Na disciplina de "Cidadania e Desenvolvimento" não há neutralidade, há intenção de desconstruir o ser binário e hetero-normativo, ao que parece uma «visão dicotômica sem qualquer fundamento científico».
Por Eugénia de Vasconcellos (foto)
«- Bem sei, mas tudo isso que você lhe ensinaria que não se deve fazer, por ser um pecado que ofende a Deus, já ele sabe que não se deve praticar, porque é indigno de um cavalheiro e de um homem de bem… (…) Ouça abade. Toda a diferença é essa. Eu quero que o rapaz seja virtuoso por amor da virtude e honrado por amor da honra; mas não por medo às caldeiras de Pêro Botelho, nem com o engodo de ir para o reino do céu…»
Eça de Queiroz, in Os Maias
Portugal está ao rubro a partir de Famalicão, e mais uma vez a propósito da disciplina de Cidadania e Desenvolvimento, obrigatória desde o ano lectivo de 2018/2019, data em que dois irmãos, alunos do Agrupamento de Escolas Camilo Castelo Branco, foram proibidos pelos pais de frequentar a disciplina. Os pais objectaram a dois dos seus módulos: «Educação para a igualdade de género»; «Educação para a saúde e sexualidade». Ontem [05.07.22], no Tribunal de Família e Menores de Vila Nova de Famalicão, o processo de promoção e protecção dos dois alunos viu confirmado o previsível adiamento da sessão para Setembro ou Outubro.
Foi pela mão do Ministério Público [MP] que este braço de ferro se tornou kafkiano.
Ainda que discorde da atitude dos pais, por muito que o conteúdo dos módulos seja pobre e de um dogmatismo incompreensível não só à ciência mas ao Estado de Direito, a verdade é que muito mais discordo do MP — para além de suspeitar que esta sua palhaçada nos vai sair muito cara pois serão os contribuintes portugueses a pagar o que o Tribunal Europeu dos Direitos Humanos acabar por decidir que é devido a esta família.
O MP pretende retirar a tutela destes dois irmãos aos pais e entregá-la à escola durante o período escolar para os «afastar da situação de perigo existencial». Isto para não falar da putativa «coerção emocional» que os pais exercerão sobre os filhos para além de serem exemplares «foras da lei». Este exercício de criatividade faz parte da argumentação do MP. Em 2022. E no país em que a disciplina de Religião e Moral se tornou opcional, e bem, em 1969. Repito: 1969.
Enquanto nos Estados Unidos se luta pela manutenção da separação entre o Estado e a igreja, uma preocupação que a composição ultra-conservadora do Supremo Tribunal impõe a quem é vigilante da democracia, em Portugal age-se duplamente à revelia da Constituição da República Portuguesa [CRP]. Isto é, retira-se aos pais os direitos e deveres que lhes cabem, e introduz-se nos curricula obrigatórios o que no seu artigo 43º a CRP proíbe: (…) O Estado não pode programar a educação e a cultura segundo quaisquer directrizes filosóficas, estéticas, políticas, ideológicas ou religiosas.
Regredir, seja à direita ou à esquerda, é coleccionar perdas.
Esta não é uma situação distinta daquela que aqui apresentei.
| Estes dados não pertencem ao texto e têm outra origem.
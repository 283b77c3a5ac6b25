//! Mock fitness evaluation.
//!
//! No training happens here: accuracy and loss are sampled around a fixed shape that
//! penalises complexity, and only the identity of the dataset (default or not) nudges
//! the result. The formula is fixed, the sampled values come from the supplied
//! random source.

use crate::candidate::Candidate;
use crate::config::DEFAULT_DATASET;
use crate::expression::{self, Vocabulary};
use log::trace;
use rand::prelude::*;
use std::collections::BTreeMap;

/// Score assigned to expressions lacking the input variable or any function call.
pub const PENALTY_SCORE: f64 = -1.0;

const BASE_ACCURACY: f64 = 0.85;
const ACCURACY_SPREAD: f64 = 0.14;
const ACCURACY_COST_PER_TOKEN: f64 = 0.005;
const DATASET_BONUS_SPREAD: f64 = 0.01;
const LOSS_SPREAD: f64 = 0.1;
const ACCURACY_WEIGHT: f64 = 1.5;
const LOSS_WEIGHT: f64 = 0.8;
const COMPLEXITY_WEIGHT: f64 = 0.01;

/// Builds a candidate for `expression`, computing every metric from scratch.
///
/// # Arguments
/// * `expression` - Expression text, not required to be well-formed
/// * `dataset` - Dataset identifier, anything but the default earns a small random bonus
/// * `vocabulary` - Supplies the input variable and the parameter names
/// * `rng` - Random source for the sampled metrics and parameters
///
/// # Returns
/// * `Candidate` - A new candidate with a fresh identifier
pub fn score<R: Rng + ?Sized>(
    expression: &str,
    dataset: &str,
    vocabulary: &Vocabulary,
    rng: &mut R,
) -> Candidate {
    let complexity = expression::complexity(expression);

    let dataset_bonus = if dataset != DEFAULT_DATASET {
        rng.random::<f64>() * DATASET_BONUS_SPREAD
    } else {
        0.0
    };
    let accuracy = BASE_ACCURACY + rng.random::<f64>() * ACCURACY_SPREAD
        - complexity as f64 * ACCURACY_COST_PER_TOKEN
        + dataset_bonus;
    let loss = (1.0 - accuracy) * 2.0 + rng.random::<f64>() * LOSS_SPREAD;

    let score = if is_valid(expression, vocabulary) {
        accuracy * ACCURACY_WEIGHT - loss * LOSS_WEIGHT - complexity as f64 * COMPLEXITY_WEIGHT
    } else {
        PENALTY_SCORE
    };

    let params: BTreeMap<String, f64> = vocabulary
        .parameters
        .iter()
        .map(|name| (name.clone(), rng.random::<f64>()))
        .collect();

    trace!(
        "Scored '{}': accuracy={:.4}, loss={:.4}, complexity={}, score={:.4}",
        expression,
        accuracy,
        loss,
        complexity,
        score
    );

    Candidate::new(
        expression.to_string(),
        round4(accuracy),
        round4(loss),
        complexity,
        round4(score),
        params,
    )
}

/// Generates and scores a brand-new random candidate.
pub fn random_candidate<R: Rng + ?Sized>(
    max_depth: usize,
    dataset: &str,
    vocabulary: &Vocabulary,
    rng: &mut R,
) -> Candidate {
    let expr = expression::generate(max_depth, vocabulary, rng);
    score(&expr.to_string(), dataset, vocabulary, rng)
}

/// An expression may compete only if its text mentions the input variable and it
/// applies at least one function.
///
/// The variable check is a plain substring match, so a function name containing the
/// variable letter (`exp` for `x`) satisfies it.
pub fn is_valid(expression: &str, vocabulary: &Vocabulary) -> bool {
    expression.contains('(') && expression.contains(vocabulary.variable.as_str())
}

/// Rounds to four decimal digits.
pub fn round4(value: f64) -> f64 {
    (value * 10_000.0).round() / 10_000.0
}
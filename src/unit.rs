use std::fmt;

use crate::rate::RateError;

/// Scale factor of a kibibyte per second relative to bytes per second.
pub(crate) const KIB: i64 = 1024;
/// Scale factor of a mebibyte per second relative to bytes per second.
pub(crate) const MIB: i64 = 1024 * 1024;
/// Bytes carried by one megabit (10^6 bits).
pub(crate) const BYTES_PER_MEGABIT: i64 = 125_000;

/// Fixed catalog of data-rate units accepted in configuration text.
///
/// Symbols are case-sensitive literals; anything else is rejected so that a
/// typo in a config file surfaces as an explicit error instead of a silently
/// different throughput.
#[derive(Debug, Clone, Copy, PartialEq, Eq, Hash)]
pub enum RateUnit {
    BytesPerSecond,
    KibibytesPerSecond,
    MebibytesPerSecond,
}

impl RateUnit {
    /// Resolve a unit from its literal symbol.
    pub fn from_symbol(symbol: &str) -> Result<Self, RateError> {
        match symbol {
            "B/s" => Ok(RateUnit::BytesPerSecond),
            "KiB/s" => Ok(RateUnit::KibibytesPerSecond),
            "MiB/s" => Ok(RateUnit::MebibytesPerSecond),
            other => Err(RateError::UnsupportedUnit(other.to_string())),
        }
    }

    /// Literal symbol used in configuration text.
    pub fn symbol(self) -> &'static str {
        match self {
            RateUnit::BytesPerSecond => "B/s",
            RateUnit::KibibytesPerSecond => "KiB/s",
            RateUnit::MebibytesPerSecond => "MiB/s",
        }
    }

    /// Exact number of bytes per second in one of this unit.
    pub fn bytes_per_unit(self) -> u64 {
        match self {
            RateUnit::BytesPerSecond => 1,
            RateUnit::KibibytesPerSecond => KIB as u64,
            RateUnit::MebibytesPerSecond => MIB as u64,
        }
    }

    /// Snake-case unit name used in ceiling error messages.
    pub(crate) fn bound_name(self) -> &'static str {
        match self {
            RateUnit::BytesPerSecond => "bytes_per_second",
            RateUnit::KibibytesPerSecond => "kibibytes_per_second",
            RateUnit::MebibytesPerSecond => "mebibytes_per_second",
        }
    }
}

impl fmt::Display for RateUnit {
    fn fmt(&self, f: &mut fmt::Formatter<'_>) -> fmt::Result {
        f.write_str(self.symbol())
    }
}
//! Report DTOs

use chrono::NaiveDate;
use serde::Deserialize;

use app_lifecycle::ReportRequest;
use domain_policy::InsuranceKind;

#[derive(Debug, Deserialize)]
pub struct GenerateReportRequest {
    pub start_date: NaiveDate,
    pub end_date: NaiveDate,
    #[serde(default)]
    pub family: Option<InsuranceKind>,
}

impl From<GenerateReportRequest> for ReportRequest {
    fn from(request: GenerateReportRequest) -> Self {
        ReportRequest {
            start_date: request.start_date,
            end_date: request.end_date,
            family: request.family,
        }
    }
}
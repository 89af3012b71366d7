//! Report repository implementation
//!
//! Reports are append-only snapshots; the summary and the claims it was
//! computed from are stored as JSONB exactly as generated.

use chrono::{DateTime, NaiveDate, Utc};
use sqlx::types::Json;
use sqlx::PgPool;
use uuid::Uuid;

use core_kernel::{DateRange, Page, ReportId, UserId};
use domain_claims::{Claim, Report, ReportSummary};

use super::parse_column;
use crate::error::DatabaseError;

const SELECT_REPORT: &str = r#"
    SELECT id, user_id, family, start_date, end_date, summary, claims, generated_at
    FROM reports
"#;

#[derive(Debug, Clone)]
pub struct ReportRepository {
    pool: PgPool,
}

impl ReportRepository {
    pub fn new(pool: PgPool) -> Self {
        Self { pool }
    }

    pub async fn insert(&self, report: &Report) -> Result<(), DatabaseError> {
        sqlx::query(
            r#"
            INSERT INTO reports (id, user_id, family, start_date, end_date, summary, claims, generated_at)
            VALUES ($1, $2, $3, $4, $5, $6, $7, $8)
            "#,
        )
        .bind(*report.id.as_uuid())
        .bind(*report.user_id.as_uuid())
        .bind(report.family.map(|f| f.as_str()))
        .bind(report.range.start)
        .bind(report.range.end)
        .bind(Json(&report.summary))
        .bind(Json(&report.claims))
        .bind(report.generated_at)
        .execute(&self.pool)
        .await?;

        Ok(())
    }

    pub async fn get_by_id(&self, id: ReportId) -> Result<Report, DatabaseError> {
        let row = sqlx::query_as::<_, ReportRow>(&format!("{SELECT_REPORT} WHERE id = $1"))
            .bind(*id.as_uuid())
            .fetch_optional(&self.pool)
            .await?
            .ok_or_else(|| DatabaseError::not_found("Report", id))?;

        row.try_into()
    }

    /// A user's reports, most recently generated first
    pub async fn list_for_user(&self, user_id: UserId, page: Page) -> Result<Vec<Report>, DatabaseError> {
        let rows = sqlx::query_as::<_, ReportRow>(&format!(
            "{SELECT_REPORT}
             WHERE user_id = $1
             ORDER BY generated_at DESC, id DESC
             LIMIT $2 OFFSET $3"
        ))
        .bind(*user_id.as_uuid())
        .bind(i64::from(page.limit))
        .bind(i64::from(page.offset))
        .fetch_all(&self.pool)
        .await?;

        rows.into_iter().map(Report::try_from).collect()
    }
}

#[derive(Debug, Clone, sqlx::FromRow)]
pub struct ReportRow {
    pub id: Uuid,
    pub user_id: Uuid,
    pub family: Option<String>,
    pub start_date: NaiveDate,
    pub end_date: NaiveDate,
    pub summary: Json<ReportSummary>,
    pub claims: Json<Vec<Claim>>,
    pub generated_at: DateTime<Utc>,
}

impl TryFrom<ReportRow> for Report {
    type Error = DatabaseError;

    fn try_from(row: ReportRow) -> Result<Self, Self::Error> {
        let family = row
            .family
            .as_deref()
            .map(|f| parse_column("family", f))
            .transpose()?;
        let range = DateRange::new(row.start_date, row.end_date).map_err(|e| DatabaseError::undecodable("end_date", e))?;

        Ok(Report {
            id: ReportId::from(row.id),
            user_id: UserId::from(row.user_id),
            family,
            range,
            summary: row.summary.0,
            claims: row.claims.0,
            generated_at: row.generated_at,
        })
    }
}
//! Premium Calculator Tests
//!
//! Covers the factor tables, the multiplicative formula and the health
//! pass-through. The calculator is pure, so none of these touch storage.

use domain_policy::premium::{
    deductible_factor, driver_age_factor, driver_experience_factor, health_premium, CoverageType,
    PremiumCalculator, RiskProfile, VehicleType,
};
use domain_policy::Plan;
use core_kernel::PlanId;
use rust_decimal::Decimal;
use rust_decimal_macros::dec;

fn full_profile(
    vehicle_type: VehicleType,
    age: u32,
    experience: u32,
    coverage: CoverageType,
    deductible: u32,
) -> RiskProfile {
    RiskProfile {
        vehicle_type: Some(vehicle_type),
        driver_age: Some(age),
        driver_experience_years: Some(experience),
        coverage_type: Some(coverage),
        deductible: Some(deductible),
    }
}

mod factor_tables {
    use super::*;

    #[test]
    fn test_vehicle_type_factors() {
        assert_eq!(VehicleType::Sedan.factor(), dec!(1.0));
        assert_eq!(VehicleType::Suv.factor(), dec!(1.2));
        assert_eq!(VehicleType::Truck.factor(), dec!(1.3));
        assert_eq!(VehicleType::Motorcycle.factor(), dec!(1.5));
        assert_eq!(VehicleType::Van.factor(), dec!(1.1));
    }

    #[test]
    fn test_coverage_type_factors() {
        assert_eq!(CoverageType::Liability.factor(), dec!(1.0));
        assert_eq!(CoverageType::Collision.factor(), dec!(1.2));
        assert_eq!(CoverageType::Comprehensive.factor(), dec!(1.3));
        assert_eq!(CoverageType::Full.factor(), dec!(1.5));
    }

    #[test]
    fn test_deductible_factors() {
        assert_eq!(deductible_factor(250), dec!(1.0));
        assert_eq!(deductible_factor(500), dec!(0.9));
        assert_eq!(deductible_factor(1000), dec!(0.8));
        assert_eq!(deductible_factor(2000), dec!(0.7));
    }

    #[test]
    fn test_young_inexperienced_driver_is_most_expensive_bracket() {
        assert_eq!(driver_age_factor(18), dec!(1.5));
        assert_eq!(driver_experience_factor(0), dec!(1.4));
    }
}

mod quotes {
    use super::*;

    #[test]
    fn test_documented_example_quotes_702() {
        let profile = full_profile(VehicleType::Sedan, 28, 7, CoverageType::Comprehensive, 500);
        let quote = PremiumCalculator::default().quote(&profile);

        assert_eq!(quote.factors.vehicle_type, dec!(1.0));
        assert_eq!(quote.factors.driver_age, dec!(1.2));
        assert_eq!(quote.factors.driver_experience, dec!(1.0));
        assert_eq!(quote.factors.coverage_type, dec!(1.3));
        assert_eq!(quote.factors.deductible, dec!(0.9));
        assert_eq!(quote.final_premium, dec!(702));
    }

    #[test]
    fn test_high_risk_quote_rounds_to_whole_amount() {
        // 500 × 1.5 × 1.5 × 1.4 × 1.5 × 1.0 = 2362.5 -> 2363
        let profile = full_profile(VehicleType::Motorcycle, 19, 1, CoverageType::Full, 250);
        let quote = PremiumCalculator::default().quote(&profile);
        assert_eq!(quote.final_premium, dec!(2363));
    }

    #[test]
    fn test_missing_factors_default_to_neutral() {
        let profile = RiskProfile {
            vehicle_type: Some(VehicleType::Truck),
            ..Default::default()
        };
        let quote = PremiumCalculator::default().quote(&profile);

        assert_eq!(quote.factors.driver_age, dec!(1.0));
        assert_eq!(quote.factors.deductible, dec!(1.0));
        assert_eq!(quote.final_premium, dec!(650));
    }

    #[test]
    fn test_configured_base_premium() {
        let calculator = PremiumCalculator::new(dec!(800));
        let quote = calculator.quote(&RiskProfile {
            vehicle_type: Some(VehicleType::Suv),
            ..Default::default()
        });
        assert_eq!(quote.base_premium, dec!(800));
        assert_eq!(quote.final_premium, dec!(960));
    }

    #[test]
    fn test_health_premium_is_plan_base() {
        let plan = Plan {
            id: PlanId::new(),
            name: "Gold".to_string(),
            description: None,
            coverage_amount: dec!(1000000),
            monthly_premium_base: dec!(249.99),
            deductible: dec!(500),
            copay: dec!(10),
            features: vec!["dental".to_string()],
            active: true,
        };
        assert_eq!(health_premium(&plan), dec!(249.99));
    }
}

mod properties {
    use super::*;
    use proptest::prelude::*;
    use test_utils::{risk_profile_strategy, vehicle_details_strategy};

    proptest! {
        #[test]
        fn final_premium_is_rounded_base_times_factors(profile in risk_profile_strategy()) {
            let calculator = PremiumCalculator::default();

            let first = calculator.quote(&profile);
            let second = calculator.quote(&profile);
            prop_assert_eq!(&first, &second);

            let expected = (dec!(500)
                * profile.vehicle_type.unwrap().factor()
                * driver_age_factor(profile.driver_age.unwrap())
                * driver_experience_factor(profile.driver_experience_years.unwrap())
                * profile.coverage_type.unwrap().factor()
                * deductible_factor(profile.deductible.unwrap()))
                .round_dp_with_strategy(0, rust_decimal::RoundingStrategy::MidpointAwayFromZero);
            prop_assert_eq!(first.final_premium, expected);
            prop_assert!(first.final_premium > Decimal::ZERO);
        }

        #[test]
        fn vehicle_quotes_stay_between_cheapest_and_riskiest(details in vehicle_details_strategy()) {
            let premium = PremiumCalculator::default().quote(&details.risk_profile()).final_premium;

            // 500 x 0.9 x 0.7 and 500 x 1.5 x 1.5 x 1.4 x 1.5, rounded
            prop_assert!(premium >= dec!(315), "premium {} below floor", premium);
            prop_assert!(premium <= dec!(2363), "premium {} above ceiling", premium);
        }
    }
}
Não basta ao Estado de Direito a garantia da neutralidade religiosa. É precisa a garantia da neutralidade ideológica na academia. Na disciplina de Cidadania e Desenvolvimento não há neutralidade, há a intenção, e ela é clara, de desconstruir o ser binário e hetero-normativo, ao que parece uma «visão dicotómica sem qualquer fundamento científico», e a forma como esteve ao serviço das estruturas de poder patriarcais. E as construções sociais num mantra beauvoiriano-butleriano exponencial e pseudo-científico. Isto é uma moldura ideológica sem qualquer contraditório – assim não há neutralidade, assim não há academia. A escola não deveria ser o lugar do dogma. O activismo per se não produz ciência. Nem quando reforça ideologias. Mas arrisca-se a produzir distopias, basta recordar a história.